### Work to complete
Pull each line containing "boxes" from the data.

### Data extracts
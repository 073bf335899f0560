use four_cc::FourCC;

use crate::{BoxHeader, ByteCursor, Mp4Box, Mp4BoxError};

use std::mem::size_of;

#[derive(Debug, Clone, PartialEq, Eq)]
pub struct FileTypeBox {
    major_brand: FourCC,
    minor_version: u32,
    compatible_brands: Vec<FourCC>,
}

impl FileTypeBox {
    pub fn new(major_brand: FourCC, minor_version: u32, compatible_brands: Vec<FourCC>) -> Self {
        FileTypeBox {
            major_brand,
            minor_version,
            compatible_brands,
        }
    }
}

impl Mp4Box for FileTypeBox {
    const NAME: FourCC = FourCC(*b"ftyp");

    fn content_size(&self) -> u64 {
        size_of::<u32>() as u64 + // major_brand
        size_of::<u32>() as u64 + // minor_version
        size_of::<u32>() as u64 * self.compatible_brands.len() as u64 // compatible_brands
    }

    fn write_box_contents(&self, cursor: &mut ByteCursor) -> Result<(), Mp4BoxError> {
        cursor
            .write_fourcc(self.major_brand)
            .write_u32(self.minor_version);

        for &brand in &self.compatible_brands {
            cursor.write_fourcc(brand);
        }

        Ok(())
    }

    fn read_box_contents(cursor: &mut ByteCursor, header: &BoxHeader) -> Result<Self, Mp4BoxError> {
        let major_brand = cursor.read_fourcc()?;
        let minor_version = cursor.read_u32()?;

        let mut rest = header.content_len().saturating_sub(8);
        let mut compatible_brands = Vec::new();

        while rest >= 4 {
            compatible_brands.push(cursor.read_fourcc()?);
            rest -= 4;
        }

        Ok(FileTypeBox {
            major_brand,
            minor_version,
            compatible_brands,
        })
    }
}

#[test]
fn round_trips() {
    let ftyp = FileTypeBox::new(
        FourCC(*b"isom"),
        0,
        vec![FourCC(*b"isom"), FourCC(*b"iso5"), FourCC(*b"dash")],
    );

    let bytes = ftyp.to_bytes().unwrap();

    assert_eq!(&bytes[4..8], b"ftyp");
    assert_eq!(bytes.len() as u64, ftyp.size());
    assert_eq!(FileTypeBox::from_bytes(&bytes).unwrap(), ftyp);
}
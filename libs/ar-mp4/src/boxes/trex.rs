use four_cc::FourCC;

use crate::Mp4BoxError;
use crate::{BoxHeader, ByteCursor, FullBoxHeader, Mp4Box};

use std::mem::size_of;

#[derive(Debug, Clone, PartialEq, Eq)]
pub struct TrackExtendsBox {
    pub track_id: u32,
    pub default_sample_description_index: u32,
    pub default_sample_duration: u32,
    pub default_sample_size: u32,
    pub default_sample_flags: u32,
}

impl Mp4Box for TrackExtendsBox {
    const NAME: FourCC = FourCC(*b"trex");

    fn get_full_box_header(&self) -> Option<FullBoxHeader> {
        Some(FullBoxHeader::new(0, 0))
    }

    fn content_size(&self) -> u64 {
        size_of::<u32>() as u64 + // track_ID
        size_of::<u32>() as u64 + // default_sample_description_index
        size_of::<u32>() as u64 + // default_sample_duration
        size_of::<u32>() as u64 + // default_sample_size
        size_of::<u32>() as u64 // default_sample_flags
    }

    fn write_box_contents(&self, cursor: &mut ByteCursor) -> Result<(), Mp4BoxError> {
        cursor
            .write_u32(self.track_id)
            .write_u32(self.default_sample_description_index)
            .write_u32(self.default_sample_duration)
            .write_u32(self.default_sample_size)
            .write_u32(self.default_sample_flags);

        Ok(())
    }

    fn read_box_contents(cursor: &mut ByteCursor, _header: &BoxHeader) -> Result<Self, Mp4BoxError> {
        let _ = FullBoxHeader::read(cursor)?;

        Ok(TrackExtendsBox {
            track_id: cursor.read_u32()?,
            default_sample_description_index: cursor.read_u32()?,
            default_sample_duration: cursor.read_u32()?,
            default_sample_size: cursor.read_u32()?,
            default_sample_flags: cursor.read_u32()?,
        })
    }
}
...
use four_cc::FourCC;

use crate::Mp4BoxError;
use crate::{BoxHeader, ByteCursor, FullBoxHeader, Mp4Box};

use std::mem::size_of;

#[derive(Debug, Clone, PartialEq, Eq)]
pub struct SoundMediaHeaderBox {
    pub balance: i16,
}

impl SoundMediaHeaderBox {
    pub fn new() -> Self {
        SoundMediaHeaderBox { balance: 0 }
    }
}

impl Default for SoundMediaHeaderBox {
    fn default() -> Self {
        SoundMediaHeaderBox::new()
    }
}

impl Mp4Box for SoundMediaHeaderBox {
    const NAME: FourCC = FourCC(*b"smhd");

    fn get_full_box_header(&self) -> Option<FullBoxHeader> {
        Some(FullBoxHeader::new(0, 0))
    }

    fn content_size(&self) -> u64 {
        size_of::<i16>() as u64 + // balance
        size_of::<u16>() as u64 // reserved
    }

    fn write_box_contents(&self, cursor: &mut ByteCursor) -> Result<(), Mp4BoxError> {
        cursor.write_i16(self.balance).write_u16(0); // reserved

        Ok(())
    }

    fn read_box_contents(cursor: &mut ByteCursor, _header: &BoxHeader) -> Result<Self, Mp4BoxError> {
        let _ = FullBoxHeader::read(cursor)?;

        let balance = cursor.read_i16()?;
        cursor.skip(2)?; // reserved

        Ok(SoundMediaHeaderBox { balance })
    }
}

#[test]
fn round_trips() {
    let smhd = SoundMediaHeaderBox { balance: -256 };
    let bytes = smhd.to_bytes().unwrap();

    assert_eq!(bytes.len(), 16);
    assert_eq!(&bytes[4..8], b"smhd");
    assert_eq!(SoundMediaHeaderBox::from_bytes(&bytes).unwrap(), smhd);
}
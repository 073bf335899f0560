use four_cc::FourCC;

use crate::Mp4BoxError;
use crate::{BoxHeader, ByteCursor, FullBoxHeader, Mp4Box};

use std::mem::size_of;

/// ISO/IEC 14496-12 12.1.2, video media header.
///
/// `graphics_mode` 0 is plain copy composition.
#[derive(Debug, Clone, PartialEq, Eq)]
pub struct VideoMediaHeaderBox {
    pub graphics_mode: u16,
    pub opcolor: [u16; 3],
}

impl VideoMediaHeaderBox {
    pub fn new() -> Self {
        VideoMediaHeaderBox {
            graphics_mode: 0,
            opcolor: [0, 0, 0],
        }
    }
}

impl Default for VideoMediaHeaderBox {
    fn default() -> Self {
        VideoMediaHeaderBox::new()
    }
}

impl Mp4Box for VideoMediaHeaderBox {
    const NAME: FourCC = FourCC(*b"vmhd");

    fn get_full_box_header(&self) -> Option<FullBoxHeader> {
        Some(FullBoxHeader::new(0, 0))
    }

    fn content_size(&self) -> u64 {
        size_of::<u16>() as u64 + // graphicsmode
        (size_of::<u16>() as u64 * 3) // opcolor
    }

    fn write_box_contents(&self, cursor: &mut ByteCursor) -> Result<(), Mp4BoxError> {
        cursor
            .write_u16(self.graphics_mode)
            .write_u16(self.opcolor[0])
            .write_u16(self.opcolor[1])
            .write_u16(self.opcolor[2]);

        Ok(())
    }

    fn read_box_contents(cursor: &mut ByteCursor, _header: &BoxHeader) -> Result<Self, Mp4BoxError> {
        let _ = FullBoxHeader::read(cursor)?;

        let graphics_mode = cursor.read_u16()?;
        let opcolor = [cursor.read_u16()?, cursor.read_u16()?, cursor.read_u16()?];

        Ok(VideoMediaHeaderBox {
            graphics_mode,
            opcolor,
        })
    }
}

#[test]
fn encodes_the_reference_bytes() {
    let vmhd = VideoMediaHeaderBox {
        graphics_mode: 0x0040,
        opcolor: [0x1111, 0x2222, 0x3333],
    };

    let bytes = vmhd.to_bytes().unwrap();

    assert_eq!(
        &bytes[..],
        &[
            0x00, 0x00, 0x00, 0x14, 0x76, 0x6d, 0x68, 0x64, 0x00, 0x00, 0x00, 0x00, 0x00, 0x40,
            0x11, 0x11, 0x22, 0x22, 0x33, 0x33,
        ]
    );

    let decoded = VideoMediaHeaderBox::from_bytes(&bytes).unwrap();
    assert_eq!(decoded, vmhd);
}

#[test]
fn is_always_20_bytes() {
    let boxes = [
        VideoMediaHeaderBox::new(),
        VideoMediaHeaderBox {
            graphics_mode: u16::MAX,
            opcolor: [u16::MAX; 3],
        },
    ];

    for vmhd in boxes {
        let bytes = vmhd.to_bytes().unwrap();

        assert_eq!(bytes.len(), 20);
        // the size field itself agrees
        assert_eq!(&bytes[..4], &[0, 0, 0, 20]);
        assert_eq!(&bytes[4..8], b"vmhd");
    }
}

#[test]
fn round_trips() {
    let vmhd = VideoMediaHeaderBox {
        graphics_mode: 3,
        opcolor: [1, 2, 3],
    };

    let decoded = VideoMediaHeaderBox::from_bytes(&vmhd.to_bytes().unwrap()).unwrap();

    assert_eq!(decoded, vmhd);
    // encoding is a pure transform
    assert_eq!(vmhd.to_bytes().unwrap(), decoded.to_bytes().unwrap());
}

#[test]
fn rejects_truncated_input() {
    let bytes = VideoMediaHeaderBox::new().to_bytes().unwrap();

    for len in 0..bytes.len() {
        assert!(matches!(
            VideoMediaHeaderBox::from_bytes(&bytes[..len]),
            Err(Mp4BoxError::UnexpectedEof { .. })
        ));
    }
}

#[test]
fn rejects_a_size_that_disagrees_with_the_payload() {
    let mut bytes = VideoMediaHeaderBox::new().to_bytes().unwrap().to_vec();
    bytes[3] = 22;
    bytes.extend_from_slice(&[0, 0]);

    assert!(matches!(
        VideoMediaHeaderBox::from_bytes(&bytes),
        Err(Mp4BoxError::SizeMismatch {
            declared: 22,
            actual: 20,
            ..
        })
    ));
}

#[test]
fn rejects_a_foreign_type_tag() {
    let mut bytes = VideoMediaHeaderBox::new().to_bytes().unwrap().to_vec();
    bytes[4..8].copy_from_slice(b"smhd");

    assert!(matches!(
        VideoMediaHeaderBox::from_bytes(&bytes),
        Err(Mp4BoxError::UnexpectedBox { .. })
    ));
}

### Final answer
filename libs/ar-mp4/src/boxes/trex.rs
    let boxes = [
    for vmhd in boxes {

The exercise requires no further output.